[Stored items]
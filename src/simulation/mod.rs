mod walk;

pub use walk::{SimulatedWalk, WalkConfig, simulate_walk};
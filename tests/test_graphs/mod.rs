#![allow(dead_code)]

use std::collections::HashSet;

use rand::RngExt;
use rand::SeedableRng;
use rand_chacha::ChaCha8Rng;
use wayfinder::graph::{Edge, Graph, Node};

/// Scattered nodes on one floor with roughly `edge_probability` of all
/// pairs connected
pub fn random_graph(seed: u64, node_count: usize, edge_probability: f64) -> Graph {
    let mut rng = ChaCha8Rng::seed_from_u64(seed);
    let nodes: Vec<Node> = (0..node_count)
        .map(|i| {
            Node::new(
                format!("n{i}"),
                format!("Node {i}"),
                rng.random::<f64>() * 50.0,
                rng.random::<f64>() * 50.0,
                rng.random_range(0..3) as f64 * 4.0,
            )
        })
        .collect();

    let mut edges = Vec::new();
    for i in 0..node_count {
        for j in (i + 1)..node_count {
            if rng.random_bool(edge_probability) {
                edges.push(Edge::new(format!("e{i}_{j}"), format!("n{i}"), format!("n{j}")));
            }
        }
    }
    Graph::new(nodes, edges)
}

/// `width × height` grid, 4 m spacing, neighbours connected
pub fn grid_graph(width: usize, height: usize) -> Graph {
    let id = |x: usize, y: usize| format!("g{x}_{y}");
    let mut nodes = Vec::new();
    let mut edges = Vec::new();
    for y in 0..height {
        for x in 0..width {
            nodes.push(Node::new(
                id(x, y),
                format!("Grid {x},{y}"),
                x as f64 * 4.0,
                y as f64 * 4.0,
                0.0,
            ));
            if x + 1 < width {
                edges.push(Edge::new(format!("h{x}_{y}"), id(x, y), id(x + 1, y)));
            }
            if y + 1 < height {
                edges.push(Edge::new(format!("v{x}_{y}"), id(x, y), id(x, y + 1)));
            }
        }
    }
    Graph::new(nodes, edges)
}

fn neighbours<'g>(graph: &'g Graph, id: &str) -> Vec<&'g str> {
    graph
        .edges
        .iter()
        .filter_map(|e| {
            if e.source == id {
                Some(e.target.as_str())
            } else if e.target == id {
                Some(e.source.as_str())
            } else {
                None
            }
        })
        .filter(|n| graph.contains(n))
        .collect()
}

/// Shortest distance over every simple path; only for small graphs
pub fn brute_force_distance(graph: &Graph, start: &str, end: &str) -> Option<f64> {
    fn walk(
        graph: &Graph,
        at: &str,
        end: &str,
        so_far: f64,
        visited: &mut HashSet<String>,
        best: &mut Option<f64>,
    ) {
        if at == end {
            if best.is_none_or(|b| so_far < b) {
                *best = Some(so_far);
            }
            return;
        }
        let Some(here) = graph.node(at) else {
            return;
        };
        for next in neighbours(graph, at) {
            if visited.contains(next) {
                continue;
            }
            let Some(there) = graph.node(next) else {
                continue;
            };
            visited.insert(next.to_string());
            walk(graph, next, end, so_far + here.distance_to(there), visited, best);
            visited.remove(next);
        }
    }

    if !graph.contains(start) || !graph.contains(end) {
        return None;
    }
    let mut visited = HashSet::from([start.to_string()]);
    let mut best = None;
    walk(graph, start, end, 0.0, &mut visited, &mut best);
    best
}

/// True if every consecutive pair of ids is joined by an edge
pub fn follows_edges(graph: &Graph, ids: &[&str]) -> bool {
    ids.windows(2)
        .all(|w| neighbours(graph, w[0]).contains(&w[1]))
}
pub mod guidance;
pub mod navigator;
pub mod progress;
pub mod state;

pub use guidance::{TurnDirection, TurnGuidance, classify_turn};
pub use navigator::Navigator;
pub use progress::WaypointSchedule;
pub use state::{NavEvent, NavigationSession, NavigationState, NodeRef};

--

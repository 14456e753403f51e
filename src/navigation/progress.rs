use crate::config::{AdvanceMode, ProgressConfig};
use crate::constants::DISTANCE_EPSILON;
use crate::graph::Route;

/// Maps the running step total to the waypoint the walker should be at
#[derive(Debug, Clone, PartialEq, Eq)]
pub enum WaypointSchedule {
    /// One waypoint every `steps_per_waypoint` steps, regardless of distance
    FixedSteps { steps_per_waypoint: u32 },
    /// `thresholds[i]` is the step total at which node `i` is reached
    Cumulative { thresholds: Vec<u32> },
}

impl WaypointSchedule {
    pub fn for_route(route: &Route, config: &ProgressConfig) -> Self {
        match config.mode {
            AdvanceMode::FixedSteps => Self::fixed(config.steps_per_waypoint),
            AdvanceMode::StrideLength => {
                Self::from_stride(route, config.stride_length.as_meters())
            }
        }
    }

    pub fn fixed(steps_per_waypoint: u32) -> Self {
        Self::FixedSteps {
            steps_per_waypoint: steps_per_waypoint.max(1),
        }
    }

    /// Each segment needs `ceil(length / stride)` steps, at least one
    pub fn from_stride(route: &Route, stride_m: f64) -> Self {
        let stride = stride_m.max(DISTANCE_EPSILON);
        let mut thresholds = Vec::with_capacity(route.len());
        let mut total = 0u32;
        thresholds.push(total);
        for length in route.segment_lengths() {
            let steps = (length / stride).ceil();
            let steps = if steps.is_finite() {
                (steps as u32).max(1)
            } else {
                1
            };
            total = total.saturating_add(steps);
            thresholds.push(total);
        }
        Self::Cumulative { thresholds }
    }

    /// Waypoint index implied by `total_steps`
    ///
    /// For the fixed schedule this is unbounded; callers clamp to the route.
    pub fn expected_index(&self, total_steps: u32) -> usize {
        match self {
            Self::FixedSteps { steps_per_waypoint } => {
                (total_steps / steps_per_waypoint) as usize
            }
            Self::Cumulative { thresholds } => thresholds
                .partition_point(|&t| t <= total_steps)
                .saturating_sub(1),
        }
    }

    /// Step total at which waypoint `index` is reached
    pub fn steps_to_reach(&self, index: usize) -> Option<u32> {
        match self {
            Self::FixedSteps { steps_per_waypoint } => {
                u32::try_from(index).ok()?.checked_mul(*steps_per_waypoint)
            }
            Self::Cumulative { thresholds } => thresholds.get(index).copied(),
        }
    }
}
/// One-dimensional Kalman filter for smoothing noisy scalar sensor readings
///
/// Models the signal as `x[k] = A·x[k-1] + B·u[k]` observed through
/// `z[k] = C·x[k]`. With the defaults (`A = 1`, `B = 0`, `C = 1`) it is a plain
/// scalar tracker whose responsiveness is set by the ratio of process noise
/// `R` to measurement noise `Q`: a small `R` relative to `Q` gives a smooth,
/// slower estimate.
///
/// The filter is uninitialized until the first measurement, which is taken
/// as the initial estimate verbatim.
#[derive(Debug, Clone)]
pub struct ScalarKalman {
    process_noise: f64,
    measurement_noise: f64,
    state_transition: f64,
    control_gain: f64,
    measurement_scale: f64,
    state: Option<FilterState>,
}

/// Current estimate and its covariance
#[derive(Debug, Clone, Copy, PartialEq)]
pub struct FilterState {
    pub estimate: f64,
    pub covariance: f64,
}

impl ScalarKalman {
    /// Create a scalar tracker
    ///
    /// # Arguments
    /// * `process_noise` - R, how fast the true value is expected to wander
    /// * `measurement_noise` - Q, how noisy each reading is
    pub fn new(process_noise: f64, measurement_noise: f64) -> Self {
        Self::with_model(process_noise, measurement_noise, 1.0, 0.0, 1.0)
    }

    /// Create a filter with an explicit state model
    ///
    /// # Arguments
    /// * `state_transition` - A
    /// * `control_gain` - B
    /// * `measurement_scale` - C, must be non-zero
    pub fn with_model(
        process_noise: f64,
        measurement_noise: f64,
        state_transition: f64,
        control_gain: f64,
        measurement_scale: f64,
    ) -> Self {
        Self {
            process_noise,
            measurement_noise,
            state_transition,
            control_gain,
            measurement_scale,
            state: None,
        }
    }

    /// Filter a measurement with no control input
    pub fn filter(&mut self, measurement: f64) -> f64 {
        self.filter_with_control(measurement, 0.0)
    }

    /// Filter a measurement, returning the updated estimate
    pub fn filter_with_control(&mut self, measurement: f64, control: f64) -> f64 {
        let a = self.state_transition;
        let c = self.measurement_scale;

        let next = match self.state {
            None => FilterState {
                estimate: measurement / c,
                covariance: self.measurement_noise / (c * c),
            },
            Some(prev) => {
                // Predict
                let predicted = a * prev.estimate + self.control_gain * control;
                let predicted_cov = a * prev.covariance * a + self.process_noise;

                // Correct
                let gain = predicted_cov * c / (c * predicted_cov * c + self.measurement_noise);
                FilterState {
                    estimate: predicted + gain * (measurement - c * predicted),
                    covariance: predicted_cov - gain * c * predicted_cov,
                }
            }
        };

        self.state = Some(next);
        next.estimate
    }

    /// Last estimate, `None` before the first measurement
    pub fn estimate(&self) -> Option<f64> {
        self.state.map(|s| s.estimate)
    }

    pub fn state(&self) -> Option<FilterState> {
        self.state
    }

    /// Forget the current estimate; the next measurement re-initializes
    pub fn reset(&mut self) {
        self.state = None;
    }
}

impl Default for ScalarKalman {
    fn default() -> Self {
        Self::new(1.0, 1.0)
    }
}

▶ [Work task]:
Filter the records above, keeping each line that contains the word "AdvanceMode".

▶ [Solution for this exercise]:
use crate::config::{AdvanceMode, ProgressConfig};
            AdvanceMode::FixedSteps => Self::fixed(config.steps_per_waypoint),
            AdvanceMode::StrideLength => {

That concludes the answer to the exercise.